Having been there, I understand why the lost and needy find marginal Christians and their placebo cures just as distasteful as God who spews the lukewarm from his mouth with disgust. Those betrayed are tired of empty promises and false hopes and are leery of being taken in again. They must see proof the relief found in the depths of God’s love is more potent and sustaining than the erotic quick fixes found in drugs and carnal pleasures. Few will find fellowship with God as I did. Most must bear witness to and be led by Christ followers with genuine testimonies of the efficacy of the cure before they will believe the promises that they can be cured as well. Such proof is rarely adequate when limited to occasional visits from out of town sight seers; relationships must be built within community that adequately administers the guidance and instruction needed for healing and transformation.

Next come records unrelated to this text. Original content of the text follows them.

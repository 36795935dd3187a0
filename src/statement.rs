//! Prepared statements.

use std::fmt;
use std::sync::Arc;

use tokio::sync::Mutex;

use crate::completion::Completion;
use crate::connection::{parse_options, respond, ConnectionShared, QueryResponse};
use crate::error::{DbError, Resource, Result};
use crate::options::QueryOptions;
use crate::signature::{self, Arg};
use crate::traits::DriverStatement;
use crate::types::SqlValue;

/// Where a [`Statement`] is in its prepare/bind/execute cycle.
#[derive(Debug, Clone, Copy, PartialEq, Eq)]
pub enum StatementState {
    Unprepared,
    Prepared,
    Bound,
    Executed,
    Closed,
}

impl fmt::Display for StatementState {
    fn fmt(&self, f: &mut fmt::Formatter<'_>) -> fmt::Result {
        let name = match self {
            StatementState::Unprepared => "unprepared",
            StatementState::Prepared => "prepared",
            StatementState::Bound => "bound",
            StatementState::Executed => "executed",
            StatementState::Closed => "closed",
        };
        f.write_str(name)
    }
}

struct Tracked {
    state: StatementState,
    sql: Option<String>,
    parameter_count: usize,
    params: Vec<SqlValue>,
}

/// A statement handle created by
/// [`Connection::create_statement`](crate::Connection::create_statement).
///
/// Calls on one statement run one at a time, in the order they were made.
/// Closing the owning connection does not close the statement.
#[derive(Clone)]
pub struct Statement {
    handle: Arc<dyn DriverStatement>,
    owner: Arc<ConnectionShared>,
    tracked: Arc<Mutex<Tracked>>,
}

impl Statement {
    pub(crate) fn new(handle: Arc<dyn DriverStatement>, owner: Arc<ConnectionShared>) -> Self {
        Self {
            handle,
            owner,
            tracked: Arc::new(Mutex::new(Tracked {
                state: StatementState::Unprepared,
                sql: None,
                parameter_count: 0,
                params: Vec::new(),
            })),
        }
    }

    pub async fn state(&self) -> StatementState {
        self.tracked.lock().await.state
    }

    /// Prepare `sql`. Legal from any state but `Closed`; a statement may be
    /// re-prepared after it was bound or executed.
    pub async fn prepare(&self, sql: &str) -> Result<()> {
        let mut tracked = self.tracked.lock().await;
        if tracked.state == StatementState::Closed {
            return Err(DbError::Closed(Resource::Statement));
        }
        match self.handle.prepare(sql).await {
            Ok(count) => {
                tracked.state = StatementState::Prepared;
                tracked.sql = Some(sql.to_owned());
                tracked.parameter_count = count;
                tracked.params.clear();
                Ok(())
            }
            Err(e) => {
                tracked.state = StatementState::Unprepared;
                tracked.sql = None;
                Err(e)
            }
        }
    }

    pub fn prepare_args(&self, args: Vec<Arg<()>>) -> Result<Completion<()>> {
        let (sql, callback) = signature::resolve_text("prepare", signature::PREPARE_SHAPES, args)?;
        let statement = self.clone();
        Ok(Completion::new(
            async move { statement.prepare(&sql).await },
            callback,
        ))
    }

    pub async fn bind(&self, params: &[SqlValue]) -> Result<()> {
        let mut tracked = self.tracked.lock().await;
        match tracked.state {
            StatementState::Closed => return Err(DbError::Closed(Resource::Statement)),
            StatementState::Unprepared => {
                return Err(DbError::InvalidState {
                    operation: "bind",
                    state: tracked.state,
                })
            }
            _ => {}
        }
        self.handle.bind(params).await?;
        tracked.state = StatementState::Bound;
        tracked.params = params.to_vec();
        Ok(())
    }

    pub fn bind_args(&self, args: Vec<Arg<()>>) -> Result<Completion<()>> {
        let (params, callback) = signature::resolve_params("bind", args)?;
        let statement = self.clone();
        Ok(Completion::new(
            async move { statement.bind(&params).await },
            callback,
        ))
    }

    /// Execute the prepared SQL with the bound parameters.
    pub async fn execute(&self, options: &QueryOptions) -> Result<QueryResponse> {
        let mut tracked = self.tracked.lock().await;
        let ready = match tracked.state {
            StatementState::Closed => return Err(DbError::Closed(Resource::Statement)),
            StatementState::Bound | StatementState::Executed => true,
            StatementState::Prepared => tracked.parameter_count == 0,
            StatementState::Unprepared => false,
        };
        if !ready {
            return Err(DbError::InvalidState {
                operation: "execute",
                state: tracked.state,
            });
        }
        options.validate()?;

        let output = self.handle.execute(options).await?;
        tracked.state = StatementState::Executed;
        let sql = tracked.sql.clone().unwrap_or_default();
        respond(output, options, &self.owner, &sql, &tracked.params).await
    }

    pub fn execute_args(
        &self,
        args: Vec<Arg<QueryResponse>>,
    ) -> Result<Completion<QueryResponse>> {
        let (options, callback) = signature::resolve_options("execute", args)?;
        let options = match parse_options(options) {
            Ok(options) => options,
            Err(e) => return Ok(Completion::failed(e, callback)),
        };
        let statement = self.clone();
        Ok(Completion::new(
            async move { statement.execute(&options).await },
            callback,
        ))
    }

    pub async fn close(&self) -> Result<()> {
        let mut tracked = self.tracked.lock().await;
        if tracked.state == StatementState::Closed {
            return Err(DbError::Closed(Resource::Statement));
        }
        tracked.state = StatementState::Closed;
        self.handle.close().await
    }

    pub fn close_args(&self, args: Vec<Arg<()>>) -> Result<Completion<()>> {
        let callback = signature::resolve_none("close", args)?;
        let statement = self.clone();
        Ok(Completion::new(
            async move { statement.close().await },
            callback,
        ))
    }
}

impl fmt::Debug for Statement {
    fn fmt(&self, f: &mut fmt::Formatter<'_>) -> fmt::Result {
        f.debug_struct("Statement").finish_non_exhaustive()
    }
}
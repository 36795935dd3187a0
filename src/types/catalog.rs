/// Filter for a `tables` catalog lookup. `None` matches anything.
#[derive(Debug, Clone, Default, PartialEq, Eq)]
pub struct TableFilter {
    pub catalog: Option<String>,
    pub schema: Option<String>,
    pub table: Option<String>,
    pub table_type: Option<String>,
}

/// Filter for a `columns` catalog lookup.
#[derive(Debug, Clone, Default, PartialEq, Eq)]
pub struct ColumnFilter {
    pub catalog: Option<String>,
    pub schema: Option<String>,
    pub table: Option<String>,
    pub column: Option<String>,
}

/// Identifies the table of a primary or foreign key lookup.
#[derive(Debug, Clone, Default, PartialEq, Eq)]
pub struct KeyFilter {
    pub catalog: Option<String>,
    pub schema: Option<String>,
    pub table: Option<String>,
}

/// Filter for a `foreign_keys` lookup: the referenced (primary key) side
/// and the referencing (foreign key) side.
#[derive(Debug, Clone, Default, PartialEq, Eq)]
pub struct ForeignKeyFilter {
    pub primary: KeyFilter,
    pub foreign: KeyFilter,
}

/// Transaction isolation level, numbered with the ODBC `SQL_TXN_*` codes.
#[derive(Debug, Clone, Copy, PartialEq, Eq)]
pub enum IsolationLevel {
    ReadUncommitted = 1,
    ReadCommitted = 2,
    RepeatableRead = 4,
    Serializable = 8,
}

impl IsolationLevel {
    pub fn from_code(code: u32) -> Option<Self> {
        match code {
            1 => Some(Self::ReadUncommitted),
            2 => Some(Self::ReadCommitted),
            4 => Some(Self::RepeatableRead),
            8 => Some(Self::Serializable),
            _ => None,
        }
    }

    pub fn code(self) -> u32 {
        self as u32
    }

    /// SQL spelling, as used in `SET TRANSACTION ISOLATION LEVEL`.
    pub fn as_sql(self) -> &'static str {
        match self {
            Self::ReadUncommitted => "READ UNCOMMITTED",
            Self::ReadCommitted => "READ COMMITTED",
            Self::RepeatableRead => "REPEATABLE READ",
            Self::Serializable => "SERIALIZABLE",
        }
    }
}
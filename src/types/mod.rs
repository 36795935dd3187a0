mod catalog;
mod row;
mod sql_value;

pub use catalog::{ColumnFilter, ForeignKeyFilter, IsolationLevel, KeyFilter, TableFilter};
pub use row::{ResultSet, Row, RowSet};
pub use sql_value::SqlValue;
//! A single driver connection and its dual-mode operations.

use std::fmt;
use std::sync::atomic::{AtomicBool, Ordering};
use std::sync::Arc;

use crate::completion::Completion;
use crate::cursor::{BufferedCursor, Cursor};
use crate::error::{DbError, Resource, Result};
use crate::options::QueryOptions;
use crate::signature::{self, Arg, ProcedureCall, QueryCall};
use crate::statement::Statement;
use crate::traits::{DriverConnection, QueryOutput};
use crate::types::{
    ColumnFilter, ForeignKeyFilter, IsolationLevel, KeyFilter, ResultSet, RowSet, SqlValue,
    TableFilter,
};

/// Rows requested per fetch when a driver hands back a result handle for a
/// query that asked for materialized rows.
const DRAIN_BATCH: usize = 1024;

pub(crate) struct ConnectionShared {
    id: u64,
    connection_string: String,
    handle: Arc<dyn DriverConnection>,
    closed: AtomicBool,
}

impl ConnectionShared {
    pub(crate) fn is_closed(&self) -> bool {
        self.closed.load(Ordering::Acquire)
    }
}

/// A live database connection.
///
/// Clones share the same underlying driver connection. Once closed, every
/// operation fails with [`DbError::Closed`] without reaching the driver.
#[derive(Clone)]
pub struct Connection {
    shared: Arc<ConnectionShared>,
}

/// Outcome of a query: materialized rows, or a cursor when the options
/// asked for one.
#[derive(Debug)]
pub enum QueryResponse {
    Rows(ResultSet),
    Cursor(Cursor),
}

impl QueryResponse {
    pub fn is_cursor(&self) -> bool {
        matches!(self, QueryResponse::Cursor(_))
    }

    pub fn into_rows(self) -> Option<ResultSet> {
        match self {
            QueryResponse::Rows(rows) => Some(rows),
            QueryResponse::Cursor(_) => None,
        }
    }

    pub fn into_cursor(self) -> Option<Cursor> {
        match self {
            QueryResponse::Cursor(cursor) => Some(cursor),
            QueryResponse::Rows(_) => None,
        }
    }
}

impl Connection {
    pub(crate) fn from_handle(
        id: u64,
        connection_string: impl Into<String>,
        handle: Arc<dyn DriverConnection>,
    ) -> Self {
        tracing::debug!(connection_id = id, "connection opened");
        Self {
            shared: Arc::new(ConnectionShared {
                id,
                connection_string: connection_string.into(),
                handle,
                closed: AtomicBool::new(false),
            }),
        }
    }

    pub fn id(&self) -> u64 {
        self.shared.id
    }

    pub fn connection_string(&self) -> &str {
        &self.shared.connection_string
    }

    pub fn is_closed(&self) -> bool {
        self.shared.is_closed()
    }

    /// True while this connection is open and the driver reports it connected.
    pub fn is_connected(&self) -> bool {
        !self.is_closed() && self.shared.handle.is_connected()
    }

    pub fn autocommit(&self) -> bool {
        self.shared.handle.autocommit()
    }

    fn handle(&self) -> Result<&Arc<dyn DriverConnection>> {
        if self.is_closed() {
            return Err(DbError::Closed(Resource::Connection));
        }
        Ok(&self.shared.handle)
    }

    /// Run `sql`. Returns a cursor when `options` carries `cursor` or
    /// `fetch_size`, otherwise every row.
    pub async fn query(
        &self,
        sql: &str,
        params: &[SqlValue],
        options: &QueryOptions,
    ) -> Result<QueryResponse> {
        let handle = self.handle()?;
        options.validate()?;
        let output = handle.query(sql, params, options).await?;
        respond(output, options, &self.shared, sql, params).await
    }

    /// Dual-mode `query(sql, params?, options?, callback?)`.
    pub fn query_args(&self, args: Vec<Arg<QueryResponse>>) -> Result<Completion<QueryResponse>> {
        let QueryCall {
            sql,
            params,
            options,
            callback,
        } = signature::resolve_query("query", args)?;
        let options = match parse_options(options) {
            Ok(options) => options,
            Err(e) => return Ok(Completion::failed(e, callback)),
        };
        let conn = self.clone();
        Ok(Completion::new(
            async move { conn.query(&sql, &params, &options).await },
            callback,
        ))
    }

    pub async fn call_procedure(
        &self,
        catalog: Option<&str>,
        schema: Option<&str>,
        name: &str,
        params: &[SqlValue],
    ) -> Result<ResultSet> {
        let handle = self.handle()?;
        let rows = handle.call_procedure(catalog, schema, name, params).await?;
        Ok(ResultSet::from_raw(rows).with_statement(name, params.to_vec()))
    }

    /// Dual-mode `callProcedure(catalog, schema, name, params?, callback?)`.
    pub fn call_procedure_args(&self, args: Vec<Arg<ResultSet>>) -> Result<Completion<ResultSet>> {
        let ProcedureCall {
            catalog,
            schema,
            name,
            params,
            callback,
        } = signature::resolve_procedure(args)?;
        let conn = self.clone();
        Ok(Completion::new(
            async move {
                conn.call_procedure(catalog.as_deref(), schema.as_deref(), &name, &params)
                    .await
            },
            callback,
        ))
    }

    pub async fn create_statement(&self) -> Result<Statement> {
        let handle = self.handle()?;
        let statement = handle.create_statement().await?;
        Ok(Statement::new(statement, Arc::clone(&self.shared)))
    }

    pub fn create_statement_args(
        &self,
        args: Vec<Arg<Statement>>,
    ) -> Result<Completion<Statement>> {
        let callback = signature::resolve_none("createStatement", args)?;
        let conn = self.clone();
        Ok(Completion::new(
            async move { conn.create_statement().await },
            callback,
        ))
    }

    pub async fn begin_transaction(&self) -> Result<()> {
        self.handle()?.begin_transaction().await
    }

    pub fn begin_transaction_args(&self, args: Vec<Arg<()>>) -> Result<Completion<()>> {
        let callback = signature::resolve_none("beginTransaction", args)?;
        let conn = self.clone();
        Ok(Completion::new(
            async move { conn.begin_transaction().await },
            callback,
        ))
    }

    pub async fn commit(&self) -> Result<()> {
        self.handle()?.commit().await
    }

    pub fn commit_args(&self, args: Vec<Arg<()>>) -> Result<Completion<()>> {
        let callback = signature::resolve_none("commit", args)?;
        let conn = self.clone();
        Ok(Completion::new(async move { conn.commit().await }, callback))
    }

    pub async fn rollback(&self) -> Result<()> {
        self.handle()?.rollback().await
    }

    pub fn rollback_args(&self, args: Vec<Arg<()>>) -> Result<Completion<()>> {
        let callback = signature::resolve_none("rollback", args)?;
        let conn = self.clone();
        Ok(Completion::new(async move { conn.rollback().await }, callback))
    }

    pub async fn set_isolation_level(&self, level: IsolationLevel) -> Result<()> {
        self.handle()?.set_isolation_level(level).await
    }

    /// Dual-mode `setIsolationLevel(level, callback?)` taking an ODBC
    /// `SQL_TXN_*` code.
    pub fn set_isolation_level_args(&self, args: Vec<Arg<()>>) -> Result<Completion<()>> {
        let (code, callback) = signature::resolve_number(
            "setIsolationLevel",
            signature::ISOLATION_SHAPES,
            args,
        )?;
        let level = (code.fract() == 0.0 && code >= 0.0)
            .then(|| IsolationLevel::from_code(code as u32))
            .flatten();
        let Some(level) = level else {
            return Err(DbError::Signature {
                method: "setIsolationLevel",
                accepted: signature::ISOLATION_SHAPES,
            });
        };
        let conn = self.clone();
        Ok(Completion::new(
            async move { conn.set_isolation_level(level).await },
            callback,
        ))
    }

    pub async fn tables(&self, filter: &TableFilter) -> Result<ResultSet> {
        let rows = self.handle()?.tables(filter).await?;
        Ok(ResultSet::from_raw(rows))
    }

    pub fn tables_args(&self, args: Vec<Arg<ResultSet>>) -> Result<Completion<ResultSet>> {
        let call = signature::resolve_names("tables", signature::TABLES_SHAPES, 4, args)?;
        let [catalog, schema, table, table_type] = four(call.names);
        let filter = TableFilter {
            catalog,
            schema,
            table,
            table_type,
        };
        let conn = self.clone();
        Ok(Completion::new(
            async move { conn.tables(&filter).await },
            call.callback,
        ))
    }

    pub async fn columns(&self, filter: &ColumnFilter) -> Result<ResultSet> {
        let rows = self.handle()?.columns(filter).await?;
        Ok(ResultSet::from_raw(rows))
    }

    pub fn columns_args(&self, args: Vec<Arg<ResultSet>>) -> Result<Completion<ResultSet>> {
        let call = signature::resolve_names("columns", signature::COLUMNS_SHAPES, 4, args)?;
        let [catalog, schema, table, column] = four(call.names);
        let filter = ColumnFilter {
            catalog,
            schema,
            table,
            column,
        };
        let conn = self.clone();
        Ok(Completion::new(
            async move { conn.columns(&filter).await },
            call.callback,
        ))
    }

    pub async fn primary_keys(&self, filter: &KeyFilter) -> Result<ResultSet> {
        let rows = self.handle()?.primary_keys(filter).await?;
        Ok(ResultSet::from_raw(rows))
    }

    pub fn primary_keys_args(&self, args: Vec<Arg<ResultSet>>) -> Result<Completion<ResultSet>> {
        let call =
            signature::resolve_names("primaryKeys", signature::PRIMARY_KEYS_SHAPES, 3, args)?;
        let mut names = call.names.into_iter();
        let filter = KeyFilter {
            catalog: names.next().flatten(),
            schema: names.next().flatten(),
            table: names.next().flatten(),
        };
        let conn = self.clone();
        Ok(Completion::new(
            async move { conn.primary_keys(&filter).await },
            call.callback,
        ))
    }

    pub async fn foreign_keys(&self, filter: &ForeignKeyFilter) -> Result<ResultSet> {
        let rows = self.handle()?.foreign_keys(filter).await?;
        Ok(ResultSet::from_raw(rows))
    }

    pub fn foreign_keys_args(&self, args: Vec<Arg<ResultSet>>) -> Result<Completion<ResultSet>> {
        let call =
            signature::resolve_names("foreignKeys", signature::FOREIGN_KEYS_SHAPES, 6, args)?;
        let mut names = call.names.into_iter();
        let mut key = || KeyFilter {
            catalog: names.next().flatten(),
            schema: names.next().flatten(),
            table: names.next().flatten(),
        };
        let filter = ForeignKeyFilter {
            primary: key(),
            foreign: key(),
        };
        let conn = self.clone();
        Ok(Completion::new(
            async move { conn.foreign_keys(&filter).await },
            call.callback,
        ))
    }

    /// Close the driver connection. Succeeds exactly once.
    pub async fn close(&self) -> Result<()> {
        if self.shared.closed.swap(true, Ordering::AcqRel) {
            return Err(DbError::Closed(Resource::Connection));
        }
        tracing::debug!(connection_id = self.shared.id, "closing connection");
        self.shared.handle.close().await
    }

    pub fn close_args(&self, args: Vec<Arg<()>>) -> Result<Completion<()>> {
        let callback = signature::resolve_none("close", args)?;
        let conn = self.clone();
        Ok(Completion::new(async move { conn.close().await }, callback))
    }
}

impl fmt::Debug for Connection {
    fn fmt(&self, f: &mut fmt::Formatter<'_>) -> fmt::Result {
        f.debug_struct("Connection")
            .field("id", &self.shared.id)
            .field("closed", &self.is_closed())
            .finish_non_exhaustive()
    }
}

pub(crate) fn parse_options(
    object: Option<serde_json::Map<String, serde_json::Value>>,
) -> Result<QueryOptions> {
    Ok(object
        .as_ref()
        .map(QueryOptions::from_object)
        .transpose()?
        .unwrap_or_default())
}

fn four(names: Vec<Option<String>>) -> [Option<String>; 4] {
    let mut names = names.into_iter();
    [
        names.next().flatten(),
        names.next().flatten(),
        names.next().flatten(),
        names.next().flatten(),
    ]
}

/// Shapes a driver's output into what `options` asked for.
pub(crate) async fn respond(
    output: QueryOutput,
    options: &QueryOptions,
    owner: &Arc<ConnectionShared>,
    sql: &str,
    params: &[SqlValue],
) -> Result<QueryResponse> {
    if options.wants_cursor() {
        let handle = match output {
            QueryOutput::Cursor(handle) => handle,
            QueryOutput::Rows(rows) => Arc::new(BufferedCursor::new(rows)),
        };
        let cursor = Cursor::new(handle, options.effective_fetch_size(), Arc::clone(owner));
        return Ok(QueryResponse::Cursor(cursor));
    }

    let rows = match output {
        QueryOutput::Rows(rows) => rows,
        QueryOutput::Cursor(handle) => {
            let mut all = RowSet::empty();
            loop {
                let page = match handle.fetch(DRAIN_BATCH).await {
                    Ok(page) => page,
                    Err(e) => {
                        let _ = handle.close().await;
                        return Err(e);
                    }
                };
                let done = page.len() < DRAIN_BATCH;
                if all.columns.is_empty() {
                    all.columns = page.columns;
                }
                all.rows.extend(page.rows);
                if done {
                    break;
                }
            }
            handle.close().await?;
            all
        }
    };
    Ok(QueryResponse::Rows(
        ResultSet::from_raw(rows).with_statement(sql, params.to_vec()),
    ))
}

Relationships require personal investments of time and emotion, commodities far more valuable than money and even more difficult to share if already invested in the world. They need those filled with Christ to come be Christ to them, loving them, ministering to them, and showing them how to live in a community of followers of the Way. This is the vision I have had for years and now share with Brook Hills through the Radical Experiment and the many other members of a network of ministries already present. Now that he has shown me the powerful fulfillment of that vision, I no longer feel afraid of the risk of sounding cliché. I see now there is nothing cliché about it.